His life had been easier and fairer than theirs in every way. He had no reason to want this—this tiny home deep in the woods, where his drafts would still go unfixed if he couldn’t learn to repair them himself and there was no one to be ignored by since there was no town and no one to watch because there were no people to liberate from the bastards in their lives. Though he supposed there was still at least one human bastard on the prowl, even here.

Cin took a long sip of his tea before carefully broaching the topic. “On my way here, I skirted past someone in the woods—they did not appear to be the most savory fellow. Is that going to be a problem for you?”

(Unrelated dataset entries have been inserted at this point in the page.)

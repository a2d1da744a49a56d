use ballast::{SearchOrder, WeightedTree};
use criterion::{black_box, criterion_group, criterion_main, BatchSize, Criterion};

fn filled_tree(n: u32) -> WeightedTree<u32> {
    let mut tree = WeightedTree::new();
    for i in 0..n {
        tree.add(i);
    }
    tree
}

fn insertion(c: &mut Criterion) {
    c.bench_function("add 1000", |b| {
        b.iter(|| filled_tree(black_box(1000)))
    });
}

fn searching(c: &mut Criterion) {
    let tree = filled_tree(1000);
    c.bench_function("search in-order", |b| {
        b.iter(|| tree.search(&black_box(999), SearchOrder::InOrder))
    });
    c.bench_function("search pre-order", |b| {
        b.iter(|| tree.search(&black_box(999), SearchOrder::PreOrder))
    });
    c.bench_function("search post-order", |b| {
        b.iter(|| tree.search(&black_box(999), SearchOrder::PostOrder))
    });
}

fn removal(c: &mut Criterion) {
    c.bench_function("remove 100 of 1000", |b| {
        b.iter_batched(
            || filled_tree(1000),
            |mut tree| {
                for i in 0..100 {
                    tree.remove(&black_box(i), SearchOrder::InOrder);
                }
                tree
            },
            BatchSize::SmallInput,
        )
    });
}

criterion_group!(benches, insertion, searching, removal);
criterion_main!(benches);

Elias’s usual smile waned, and he glanced out toward the forest. “I’m afraid she’s in league with those who’d keep us enslaved.”

“Here? Aren’t we on the border of Hallin?” Cin had gone far enough down the trade road that it was possible he’d crossed over without realizing it, but he didn’t think that was the case.

Elias shook his head. “These days there are so few safe places for our people.”

“But your magic will continue to protect you?” Cin asked.

“We have no reason to think it won’t.”

That answer did little to curb Cin’s worries—he had found their meadow using magic of his own, after all. And even if Elias and Henrik were safe, there were surely other free elves hidingsomewhere in these woods. Cin felt a fierce knot of anger tighten in his gut. Maybe the offerings of his birds were all that he could officially give to these lonesome cobblers, but there was another service he’d be providing them later.

Cin drank his tea quietly after that, commenting on the nature of the meadow and inquiring about the shoe-work. As it turned out, Johan and Elias were the shoemakers, with only Henrik providing the magic. It seemed to make them all happy—even Henrik, who had barely pulled himself out of his sullenness as he sipped his own tea.

All the while they talked, Cin stole glances out the window, searching for any sign of his flock. Just when he was beginning to doubt himself, one by one the birds returned.

They brought with them a collection far broader and larger than Cin could have guessed—branches of berries and nuts ripe for the taking, full herb plants that slipped seamlessly back into the soil, minerals and precious stones, unpolished but already gorgeous even in their natural state, pairs of butterfly wings and bundles of flowers, even a full head of glorious antler shedding carried between three large pigeons. As Cin and his hosts met them in the front of the house, they lay the most precious of the offerings directly before the stoop.